I sat straighter, pausing because I didn’t expect her to pick up. “Hi, uhm, this is Monica. Jonathan’s...” I paused again because I didn’t know how to describe myself.

“Yes. Hello. Nice to hear from you. How are you?”

“I’m fine. I really hate to do this. I feel like I’m imposing on you.”

“You don’t need me to help you move or anything, do you?”

“No. I need a lawyer.”

“Fancy that,” Margie said. “I’m a lawyer, and I got a staff of them running around here.”

“I know, but I need an entertainment lawyer. I don’t want you to think I’m trying to use Jonathan to get ahead. I’m just in a bit of...well, a great position, actually. And I need help with some contract negotiations. So I’m sorry, but—”

“My dear,” Margie said, her voice warm and comforting, “don’t you realize? You’ve turned my brother around. You may live to regret this, but you’re one of the family now.”

She seemed so happy, I couldn’t tell her about the previous night.

Chapter 31.

JONATHAN

“That’s Steinbeck country,” I said, watching the waitresses work the floor.

“Yeah,” said the blonde in the blue dress. Her friends were ten feet away. “They made us read all that in school. I’m more of a Heinlein, Ellison girl myself. You?”

She was lovely. The perfect vision of womanhood in a simple, short blue dress and heels. Not slutty. Fair hair twisted up. Warm smile through pink lips. Fingertips at the wine glass she sipped from. She was smart, and we were both sober, which was also nice.

“Modernists, I guess. Pynchon, that kinda thing. Ever read
Mason & Dixon
? It’s hilarious.”

“None of that stuff in the Salinas library,” she smiled. “Sheriff Traulich would burn it himself.”

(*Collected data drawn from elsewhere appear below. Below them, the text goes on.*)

// Copyright 2018-2022 Clemens Lutz
//
// Licensed under the Apache License, Version 2.0 (the "License");
// you may not use this file except in compliance with the License.
// You may obtain a copy of the License at
//
//     http://www.apache.org/licenses/LICENSE-2.0
//
// Unless required by applicable law or agreed to in writing, software
// distributed under the License is distributed on an "AS IS" BASIS,
// WITHOUT WARRANTIES OR CONDITIONS OF ANY KIND, either express or implied.
// See the License for the specific language governing permissions and
// limitations under the License.


use crate::join::funcs::GpuJoinFuncs;
use crate::join::group::{Flow, GroupFrame};

impl<'k, F> GroupFrame<'k, F>
where
    F: GpuJoinFuncs,
{
    /// Rewinds the pseudo-stack, starting at `depth`.
    ///
    /// All combinations of a depth are consumed when the rewind reaches it,
    /// so its cursors restart at zero. The rewind continues at the next
    /// shallower depth, until it reaches a depth with lanes still walking a
    /// hash chain, a depth whose input has unread combinations, or the base
    /// depth. The traversal state of all deeper depths is reset.
    pub(crate) fn rewind_stack(&mut self, depth: u32) -> Flow {
        let base_depth = self.shared.base_depth;
        let mut depth = depth.max(base_depth);

        let shared = &mut self.shared;
        loop {
            let d = depth as usize;
            shared.read_pos[d] = 0;
            shared.write_pos[d] = 0;

            if shared.wip_count[d] > 0 || depth == base_depth {
                break;
            }
            if shared.read_pos[d - 1] < shared.write_pos[d - 1] {
                break;
            }
            depth -= 1;
        }

        self.reset_lanes_below(depth);

        if self.shared.scan_done && depth == base_depth {
            Flow::Complete
        } else {
            Flow::Depth(depth)
        }
    }
}
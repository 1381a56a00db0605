// Copyright 2018-2022 Clemens Lutz
//
// Licensed under the Apache License, Version 2.0 (the "License");
// you may not use this file except in compliance with the License.
// You may obtain a copy of the License at
//
//     http://www.apache.org/licenses/LICENSE-2.0
//
// Unless required by applicable law or agreed to in writing, software
// distributed under the License is distributed on an "AS IS" BASIS,
// WITHOUT WARRANTIES OR CONDITIONS OF ANY KIND, either express or implied.
// See the License for the specific language governing permissions and
// limitations under the License.


use data_store::DestFormat;
use serde_derive::Serialize;
use sql_ops::join::JoinType;
use structopt::clap::arg_enum;

arg_enum! {
    #[derive(Copy, Clone, Debug, PartialEq, Serialize)]
    pub enum ArgJoinMethod {
        NestLoop,
        Hash,
    }
}

arg_enum! {
    #[derive(Copy, Clone, Debug, PartialEq, Serialize)]
    pub enum ArgSourceFormat {
        Row,
        Block,
        Column,
    }
}

arg_enum! {
    #[derive(Copy, Clone, Debug, PartialEq, Serialize)]
    pub enum ArgDestFormat {
        Row,
        Slot,
    }
}

impl From<ArgDestFormat> for DestFormat {
    fn from(format: ArgDestFormat) -> Self {
        match format {
            ArgDestFormat::Row => DestFormat::Row,
            ArgDestFormat::Slot => DestFormat::Slot,
        }
    }
}

/// Join type of the inner relation at `depth`, counted from 1.
///
/// `left_outer` and `right_outer` list the depths that are outer joined. A
/// depth in both lists is a full outer join.
pub fn join_type(depth: u32, left_outer: &[u32], right_outer: &[u32]) -> JoinType {
    match (left_outer.contains(&depth), right_outer.contains(&depth)) {
        (false, false) => JoinType::Inner,
        (true, false) => JoinType::Left,
        (false, true) => JoinType::Right,
        (true, true) => JoinType::Full,
    }
}
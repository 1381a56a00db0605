// Copyright 2018-2022 Clemens Lutz
//
// Licensed under the Apache License, Version 2.0 (the "License");
// you may not use this file except in compliance with the License.
// You may obtain a copy of the License at
//
//     http://www.apache.org/licenses/LICENSE-2.0
//
// Unless required by applicable law or agreed to in writing, software
// distributed under the License is distributed on an "AS IS" BASIS,
// WITHOUT WARRANTIES OR CONDITIONS OF ANY KIND, either express or implied.
// See the License for the specific language governing permissions and
// limitations under the License.


use crate::utils::CachePadded;
use std::sync::atomic::{AtomicU32, Ordering};

/// Hands out disjoint windows of an input to worker groups.
///
/// The cursor is shared by all worker groups of a grid. Each group reserves
/// the next window with a single fetch-and-add, regardless of how many lanes
/// the group has. Thus, windows never overlap between groups.
///
/// The cursor only moves forward. Once it passes the end of the input, all
/// later windows are empty.
#[derive(Debug, Default)]
pub struct WindowCursor {
    offset: CachePadded<AtomicU32>,
}

impl WindowCursor {
    pub fn new(offset: u32) -> Self {
        Self {
            offset: CachePadded::new(AtomicU32::new(offset)),
        }
    }

    /// Reserves a window of `len` items and returns its first position.
    pub fn dispatch(&self, len: u32) -> u32 {
        self.offset.fetch_add(len, Ordering::SeqCst)
    }

    /// Returns the next position that will be dispatched.
    pub fn position(&self) -> u32 {
        self.offset.load(Ordering::SeqCst)
    }

    /// Moves the cursor back to `offset`.
    ///
    /// Must only be called while no kernel is running, e.g., before launching
    /// a new pass over a different input.
    pub fn reset(&mut self, offset: u32) {
        *self.offset.get_mut() = offset;
    }
}

#[cfg(test)]
mod tests {
    use super::*;
    use rayon::prelude::*;
    use std::collections::HashSet;

    #[test]
    fn windows_are_disjoint() {
        const WINDOW: u32 = 32;
        let cursor = WindowCursor::new(0);

        let starts: Vec<u32> = (0..1000)
            .into_par_iter()
            .map(|_| cursor.dispatch(WINDOW))
            .collect();

        let unique: HashSet<_> = starts.iter().cloned().collect();
        assert_eq!(unique.len(), starts.len());
        assert!(starts.iter().all(|s| s % WINDOW == 0));
        assert_eq!(cursor.position(), 1000 * WINDOW);
    }

    #[test]
    fn reset_rewinds() {
        let mut cursor = WindowCursor::new(5);
        assert_eq!(cursor.dispatch(3), 5);
        cursor.reset(0);
        assert_eq!(cursor.dispatch(3), 0);
    }
}
// Copyright 2018-2022 Clemens Lutz
//
// Licensed under the Apache License, Version 2.0 (the "License");
// you may not use this file except in compliance with the License.
// You may obtain a copy of the License at
//
//     http://www.apache.org/licenses/LICENSE-2.0
//
// Unless required by applicable law or agreed to in writing, software
// distributed under the License is distributed on an "AS IS" BASIS,
// WITHOUT WARRANTIES OR CONDITIONS OF ANY KIND, either express or implied.
// See the License for the specific language governing permissions and
// limitations under the License.


use super::dims::LaunchDims;
use super::worker_group::WorkerGroup;
use crate::error::Result;
use rayon::prelude::*;
use rayon::{ThreadPool, ThreadPoolBuilder};
use tracing::debug;

/// Executes kernels over a grid of worker groups.
///
/// Groups are distributed over a thread pool. Each group owns a mutable
/// per-group state for the duration of a launch, e.g., its pseudo-stack and
/// suspend slot. State shared between groups must be passed to the kernel
/// by reference and only be mutated through atomics.
pub struct Grid {
    dims: LaunchDims,
    thread_pool: ThreadPool,
}

pub struct GridBuilder {
    dims: LaunchDims,
    num_threads: usize,
}

impl GridBuilder {
    pub fn new(dims: LaunchDims) -> Self {
        Self {
            dims,
            num_threads: 0,
        }
    }

    /// Sets the number of threads in the pool.
    ///
    /// The default (`0`) uses one thread per logical core.
    pub fn num_threads(mut self, num_threads: usize) -> Self {
        self.num_threads = num_threads;
        self
    }

    pub fn build(self) -> Result<Grid> {
        let thread_pool = ThreadPoolBuilder::new()
            .num_threads(self.num_threads)
            .thread_name(|index| format!("simt-worker-{}", index))
            .build()?;

        debug!(
            "Built grid with {} groups of {} lanes on {} threads",
            self.dims.grid.x,
            self.dims.block.x,
            thread_pool.current_num_threads()
        );

        Ok(Grid {
            dims: self.dims,
            thread_pool,
        })
    }
}

impl Grid {
    pub fn dims(&self) -> LaunchDims {
        self.dims
    }

    /// Launches `kernel` once per worker group and waits for all groups.
    ///
    /// `states` must contain exactly one state per group; group `i` receives
    /// `states[i]`. Returns the per-group results in group order.
    pub fn launch<S, R, F>(&self, states: &mut [S], kernel: F) -> Vec<R>
    where
        S: Send,
        R: Send,
        F: Fn(&WorkerGroup, &mut S) -> R + Send + Sync,
    {
        assert_eq!(
            states.len(),
            self.dims.grid.x as usize,
            "Expected one state per worker group"
        );

        let num_groups = self.dims.grid.x;
        let local_size = self.dims.block.x;

        self.thread_pool.install(|| {
            states
                .par_iter_mut()
                .enumerate()
                .map(|(group_id, state)| {
                    let group = WorkerGroup::new(group_id as u32, num_groups, local_size);
                    kernel(&group, state)
                })
                .collect()
        })
    }

    /// Runs `f` over `0..len` in parallel on the grid's thread pool.
    ///
    /// Useful for grid-stride loops that don't need group-shared state.
    pub fn for_each_index<F>(&self, len: usize, f: F)
    where
        F: Fn(usize) + Send + Sync,
    {
        self.thread_pool
            .install(|| (0..len).into_par_iter().for_each(|index| f(index)));
    }
}
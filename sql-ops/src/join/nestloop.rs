// Copyright 2018-2022 Clemens Lutz
//
// Licensed under the Apache License, Version 2.0 (the "License");
// you may not use this file except in compliance with the License.
// You may obtain a copy of the License at
//
//     http://www.apache.org/licenses/LICENSE-2.0
//
// Unless required by applicable law or agreed to in writing, software
// distributed under the License is distributed on an "AS IS" BASIS,
// WITHOUT WARRANTIES OR CONDITIONS OF ANY KIND, either express or implied.
// See the License for the specific language governing permissions and
// limitations under the License.


use crate::join::control::ErrorCode;
use crate::join::funcs::{GpuJoinFuncs, InnerRow, JoinRecord};
use crate::join::group::{Flow, GroupFrame};
use crate::join::multirels::InnerStore;
use crate::join::suspend::LaneCursor;

use data_store::RowRef;

impl<'k, F> GroupFrame<'k, F>
where
    F: GpuJoinFuncs,
{
    /// Joins the outer batch of `depth - 1` with the inner relation of
    /// `depth` by nested loop.
    ///
    /// The batch of `x_unitsz` outer combinations and the inner relation span
    /// a grid. Lane `i` evaluates outer combination `i % x_unitsz` against
    /// inner row `i / x_unitsz + y_unitsz * pass`, so each pass covers
    /// `y_unitsz` inner rows.
    pub(crate) fn exec_nestloop(&mut self, depth: u32) -> Flow {
        let d = depth as usize;
        let kmrels = self.args.kmrels;
        let chunk = match kmrels.chunk(depth) {
            Some(chunk) if matches!(chunk.store(), InnerStore::Row(_)) => chunk,
            _ => {
                return self.bailout(
                    ErrorCode::WrongCodeGeneration,
                    format!("Nested loop at depth {} requires a row store", depth),
                )
            }
        };

        let read = self.shared.read_pos[d - 1];
        let write = self.shared.write_pos[d - 1];
        if read >= write {
            // Lets the shallower depths supply more input while this depth
            // has room, else drains this depth first.
            if self.has_room(depth) {
                if let Flow::Depth(next) = self.rewind_stack(depth - 1) {
                    return Flow::Depth(next);
                }
            }
            return Flow::Depth(depth + 1);
        }

        let group = self.group;
        let local = group.local_size();
        let x_unitsz = (write - read).min(local);
        let y_unitsz = local / x_unitsz;
        let pass = self.lanes.first().map_or(0, |lane| lane.l_state[d].pass());
        let nitems = chunk.store().nitems() as u64;

        if y_unitsz as u64 * pass as u64 >= nitems {
            // Emits one null-extended combination per outer combination
            // without any match.
            if chunk.is_left_outer() {
                let mut matched_sync = vec![false; x_unitsz as usize];
                for (lane, state) in (0..local).zip(self.lanes.iter()) {
                    if state.matched[d] {
                        matched_sync[(lane % x_unitsz) as usize] = true;
                    }
                }

                if group.sync_or(|lane| !matched_sync[(lane % x_unitsz) as usize]) {
                    let results = group.map(|lane| {
                        let x_index = lane % x_unitsz;
                        if lane / x_unitsz == 0 && !matched_sync[x_index as usize] {
                            Some((Some(read + x_index), RowRef::NULL))
                        } else {
                            None
                        }
                    });
                    self.lanes
                        .iter_mut()
                        .for_each(|lane| lane.matched[d] = true);
                    return self.write_nestloop(depth, &results);
                }
            }

            for lane in self.lanes.iter_mut() {
                lane.l_state[d] = LaneCursor::Start;
                lane.matched[d] = false;
            }
            self.shared.wip_count[d] = 0;
            self.shared.read_pos[d - 1] += x_unitsz;
            return Flow::Depth(depth);
        }

        let funcs = self.args.funcs;
        let kds_src = self.args.kds_src;
        let pstack = &*self.pstack;
        let lanes = &mut self.lanes;

        let results = group.map(|lane| {
            let state = &mut lanes[lane as usize];
            state.l_state[d] = LaneCursor::Pass(pass + 1);

            let x_index = read + lane % x_unitsz;
            let y_index = lane / x_unitsz;
            if y_index >= y_unitsz {
                return None;
            }
            let y_index = y_index as u64 + y_unitsz as u64 * pass as u64;
            if y_index >= nitems {
                return None;
            }

            let refs = match pstack.record(depth - 1, x_index) {
                Some(refs) => refs,
                None => {
                    state.kcxt.set_error(
                        ErrorCode::OutOfRange,
                        format!("No outer combination {} at depth {}", x_index, depth - 1),
                    );
                    return None;
                }
            };
            let outer = JoinRecord::new(kmrels, kds_src, refs);
            let row = RowRef::from_index(y_index as u32);
            if funcs.join_quals(&mut state.kcxt, depth, &outer, &InnerRow::new(chunk.store(), row)) {
                state.matched[d] = true;
                kmrels.mark_referenced(depth, y_index as u32);
                Some((Some(x_index), row))
            } else {
                None
            }
        });

        if self.error_vote() {
            return Flow::Bailout;
        }
        self.write_nestloop(depth, &results)
    }

    fn write_nestloop(&mut self, depth: u32, results: &[Option<(Option<u32>, RowRef)>]) -> Flow {
        if self.push_combinations(depth, results).is_none() {
            return Flow::Bailout;
        }
        self.shared.wip_count[depth as usize] = self.local_size();

        // Runs another pass if the output of this depth has room for it.
        if self.has_room(depth) {
            Flow::Depth(depth)
        } else {
            Flow::Depth(depth + 1)
        }
    }
}
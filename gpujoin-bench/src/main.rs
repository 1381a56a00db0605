// Copyright 2018-2022 Clemens Lutz
//
// Licensed under the Apache License, Version 2.0 (the "License");
// you may not use this file except in compliance with the License.
// You may obtain a copy of the License at
//
//     http://www.apache.org/licenses/LICENSE-2.0
//
// Unless required by applicable law or agreed to in writing, software
// distributed under the License is distributed on an "AS IS" BASIS,
// WITHOUT WARRANTIES OR CONDITIONS OF ANY KIND, either express or implied.
// See the License for the specific language governing permissions and
// limitations under the License.


mod data_point;
mod error;
mod harness;
mod types;

use crate::data_point::DataPoint;
use crate::error::{ErrorKind, Result};
use crate::harness::RunResult;
use crate::types::*;
use data_store::{BlockStore, ColumnStore, DataStore, DestFormat, DestStore, RowStore};
use datagen::workload::{JoinWorkload, JoinWorkloadBuilder};
use sql_ops::join::{
    EquiJoin, GpuJoinBuilder, JoinKey, JoinType, MultiRels, MultiRelsBuilder, GPUJOIN_MAX_DEPTH,
};
use std::path::PathBuf;
use std::time::Instant;
use structopt::StructOpt;
use tracing::{debug, info};
use tracing_subscriber::EnvFilter;

const LINES_PER_PAGE: u32 = 64;

fn main() -> Result<()> {
    tracing_subscriber::fmt()
        .with_env_filter(
            EnvFilter::try_from_default_env().unwrap_or_else(|_| EnvFilter::new("info")),
        )
        .init();

    let cmd = CmdOpt::from_args();
    cmd.validate()?;

    let join_types: Vec<JoinType> = (1..=cmd.relations as u32)
        .map(|depth| join_type(depth, &cmd.left_outer, &cmd.right_outer))
        .collect();
    info!(
        relations = cmd.relations,
        outer_rows = cmd.outer_rows,
        inner_rows = cmd.inner_rows,
        join_types = ?join_types,
        "Generating workload"
    );

    let mut builder = JoinWorkloadBuilder::default();
    builder
        .outer_rows(cmd.outer_rows)
        .inner_rows(cmd.inner_rows)
        .relations(cmd.relations);
    if let Some(selectivity) = cmd.selectivity {
        builder.selectivity(selectivity);
    }
    let workload = builder.build()?;
    let sources = vec![cmd.source_store(&workload)?];

    let csv_file = cmd
        .csv
        .as_ref()
        .map(std::fs::File::create)
        .transpose()?;
    let template = cmd.fill_data_point(&DataPoint::new()?, &join_types);

    let dst_format: DestFormat = cmd.dst_format.into();
    let dst_ncols = equi_join(&workload).1;
    let dst_bytes = cmd.dst_bytes;

    harness::measure(cmd.repeat, csv_file, template, || {
        let (funcs, _) = equi_join(&workload);
        let kmrels = cmd.multirels(&workload, &join_types, &funcs)?;
        let mut join = cmd.join_builder().build(kmrels, funcs)?;

        let timer = Instant::now();
        let results = join.run_to_completion(&sources, || {
            Ok(DestStore::new(dst_format, dst_ncols, dst_bytes)?)
        })?;
        let duration = timer.elapsed();

        let stats = join.stats();
        debug!(
            source_nitems = stats.source_nitems,
            outer_nitems = stats.outer_nitems,
            stat_nitems = ?stats.stat_nitems,
            "Join statistics"
        );

        Ok(RunResult {
            result_rows: results.iter().map(|dst| dst.nitems() as u64).sum(),
            dst_stores: results.len(),
            duration,
        })
    })?;

    Ok(())
}

/// Joins every inner relation on its primary key, and projects the outer
/// payload and all inner columns.
///
/// Returns the join functions and the number of projected columns.
fn equi_join(workload: &JoinWorkload) -> (EquiJoin, usize) {
    let nrels = workload.inners.len() as u32;
    let mut targets = vec![(0, workload.outer_ncols() - 1)];
    targets.extend((1..=nrels).flat_map(|depth| vec![(depth, 0), (depth, 1)]));
    let ncols = targets.len();

    let funcs = (1..=nrels).fold(EquiJoin::new(nrels, targets), |funcs, depth| {
        funcs.key(
            depth,
            JoinKey {
                outer_depth: 0,
                outer_col: JoinWorkload::outer_key_column(depth as usize),
                inner_col: 0,
            },
        )
    });

    (funcs, ncols)
}

#[derive(StructOpt)]
#[structopt(rename_all = "kebab-case")]
struct CmdOpt {
    /// Number of tuples in the outer relation
    #[structopt(long, default_value = "1000000")]
    outer_rows: usize,

    /// Number of tuples in each inner relation
    #[structopt(long, default_value = "10000")]
    inner_rows: usize,

    /// Number of inner relations
    #[structopt(long, default_value = "2")]
    relations: usize,

    /// Join algorithm of all inner relations
    #[structopt(
        long,
        default_value = "Hash",
        possible_values = &ArgJoinMethod::variants(),
        case_insensitive = true
    )]
    join_method: ArgJoinMethod,

    /// Inner relations that are left outer joined (e.g.: 1,2)
    #[structopt(long, require_delimiter = true)]
    left_outer: Vec<u32>,

    /// Inner relations that are right outer joined (e.g.: 2)
    #[structopt(long, require_delimiter = true)]
    right_outer: Vec<u32>,

    /// Percentage of inner keys that are NULL and never match
    #[structopt(long)]
    selectivity: Option<u32>,

    /// Storage format of the outer relation
    #[structopt(
        long,
        default_value = "Row",
        possible_values = &ArgSourceFormat::variants(),
        case_insensitive = true
    )]
    src_format: ArgSourceFormat,

    /// Format of the destination stores
    #[structopt(
        long,
        default_value = "Row",
        possible_values = &ArgDestFormat::variants(),
        case_insensitive = true
    )]
    dst_format: ArgDestFormat,

    /// Size of one destination store in bytes
    ///
    /// The kernel suspends whenever a store fills up, and resumes with a new
    /// store. Small stores exercise many suspend and resume cycles.
    #[structopt(long, default_value = "16777216")]
    dst_bytes: usize,

    /// Number of worker groups
    #[structopt(long, default_value = "8")]
    grid_size: u32,

    /// Number of lanes per worker group
    #[structopt(long, default_value = "32")]
    block_size: u32,

    /// Combinations per depth and worker group (default: 4 * block size)
    #[structopt(long)]
    pstack_nrooms: Option<u32>,

    /// Number of CPU threads that execute the worker groups (default: all cores)
    #[structopt(long, default_value = "0")]
    threads: usize,

    /// Number of times to repeat the benchmark
    #[structopt(long, default_value = "10")]
    repeat: u32,

    /// Output filename for measurement CSV file
    #[structopt(long, parse(from_os_str))]
    csv: Option<PathBuf>,
}

impl CmdOpt {
    fn validate(&self) -> Result<()> {
        if self.relations == 0 || self.relations > GPUJOIN_MAX_DEPTH as usize {
            Err(ErrorKind::InvalidArgument(format!(
                "Number of relations must be between 1 and {}",
                GPUJOIN_MAX_DEPTH
            )))?;
        }

        if let Some(&depth) = self
            .left_outer
            .iter()
            .chain(self.right_outer.iter())
            .find(|&&depth| depth == 0 || depth as usize > self.relations)
        {
            Err(ErrorKind::InvalidArgument(format!(
                "Outer join depth {} is not an inner relation",
                depth
            )))?;
        }

        Ok(())
    }

    fn join_builder(&self) -> GpuJoinBuilder {
        let builder = GpuJoinBuilder::new()
            .grid_size(self.grid_size)
            .block_size(self.block_size)
            .num_threads(self.threads);

        match self.pstack_nrooms {
            Some(nrooms) => builder.pstack_nrooms(nrooms),
            None => builder,
        }
    }

    fn source_store(&self, workload: &JoinWorkload) -> Result<DataStore> {
        let ncols = workload.outer_ncols();
        let tuples = workload.outer.clone();

        let store: DataStore = match self.src_format {
            ArgSourceFormat::Row => RowStore::from_tuples(ncols, tuples)?.into(),
            ArgSourceFormat::Block => {
                let part_width = self.block_size.min(8);
                BlockStore::from_tuples(ncols, LINES_PER_PAGE, part_width, tuples)?.into()
            }
            ArgSourceFormat::Column => ColumnStore::from_tuples(ncols, tuples)?.into(),
        };

        Ok(store)
    }

    fn multirels(
        &self,
        workload: &JoinWorkload,
        join_types: &[JoinType],
        funcs: &EquiJoin,
    ) -> Result<MultiRels> {
        let ncols = JoinWorkload::inner_ncols();
        let mut builder = MultiRelsBuilder::new();

        for (depth, (tuples, &join_type)) in (1..).zip(workload.inners.iter().zip(join_types)) {
            builder = match self.join_method {
                ArgJoinMethod::NestLoop => {
                    builder.nestloop(RowStore::from_tuples(ncols, tuples.clone())?, join_type)
                }
                ArgJoinMethod::Hash => builder.hashjoin(
                    funcs.build_hash_store(depth, ncols, tuples.clone())?,
                    join_type,
                ),
            };
        }

        Ok(builder.build()?)
    }

    fn fill_data_point(&self, data_point: &DataPoint, join_types: &[JoinType]) -> DataPoint {
        DataPoint {
            join_method: Some(self.join_method),
            join_types: Some(join_types.iter().map(|jt| format!("{:?}", jt)).collect()),
            relations: Some(self.relations),
            outer_rows: Some(self.outer_rows),
            inner_rows: Some(self.inner_rows),
            selectivity: self.selectivity,
            src_format: Some(self.src_format),
            dst_format: Some(self.dst_format),
            dst_bytes: Some(self.dst_bytes),
            grid_size: Some(self.grid_size),
            block_size: Some(self.block_size),
            pstack_nrooms: Some(self.pstack_nrooms.unwrap_or(4 * self.block_size)),
            threads: Some(self.threads),
            ..data_point.clone()
        }
    }
}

I normally wouldn’t talk to a woman at my own bar, and I’d promised myself I wouldn’t sleep around. But that morning, I’d run over a silver heart Harry Winston keychain as I pulled out. Since it felt insignificant, like an out-of-place stone, I opened the gate and continued. I almost hit the white Jaguar parked across the driveway on the street.

The return of my gift had hurt, even though it shouldn’t have. I should have expected it. Of course Monica wouldn’t accept it after what happened. She was still honorable. I’d managed to leave that intact. I looked in the glove compartment for the navel ring and didn’t find it. I was sure it would turn up on my desk.

But it didn’t, and that confused me. I’d gone up to the bar to verbally pistol-whip Freddie about hiring a sixteen-year-old to carry drinks, and to think about not thinking about Monica. The first got done, the second was interrupted by the blonde in the blue dress.

“...and they all play country music,” she said.

I’d missed something, and I didn’t care. I’d never actually needed to care before, but that had changed. The woman in a blue dress was a nice person, by all accounts, but I had no interest in sleeping with her.

I couldn’t hear my phone over the music, but I felt it buzz in my pocket. My first thought was the memory of Monica’s song, but I’d blocked her. There would be no more songs. It was Eddie.

 

—Cancel Thursday night. I have to go to the Collectors thing. You going?—

“Hang on a second,” I said. “Let me take this.” The woman in the blue dress nodded. She wasn’t boring or easy. She was fine, but she wasn’t a goddess.

 

—Nope—

—Ok. Monica said you weren’t going. Just checking.—

I dialed his number and walked to the hall with my finger pressing my free ear closed. “What does Monica have to do with it?”

“Carnival is sending her with me. Why? You don’t trust me?”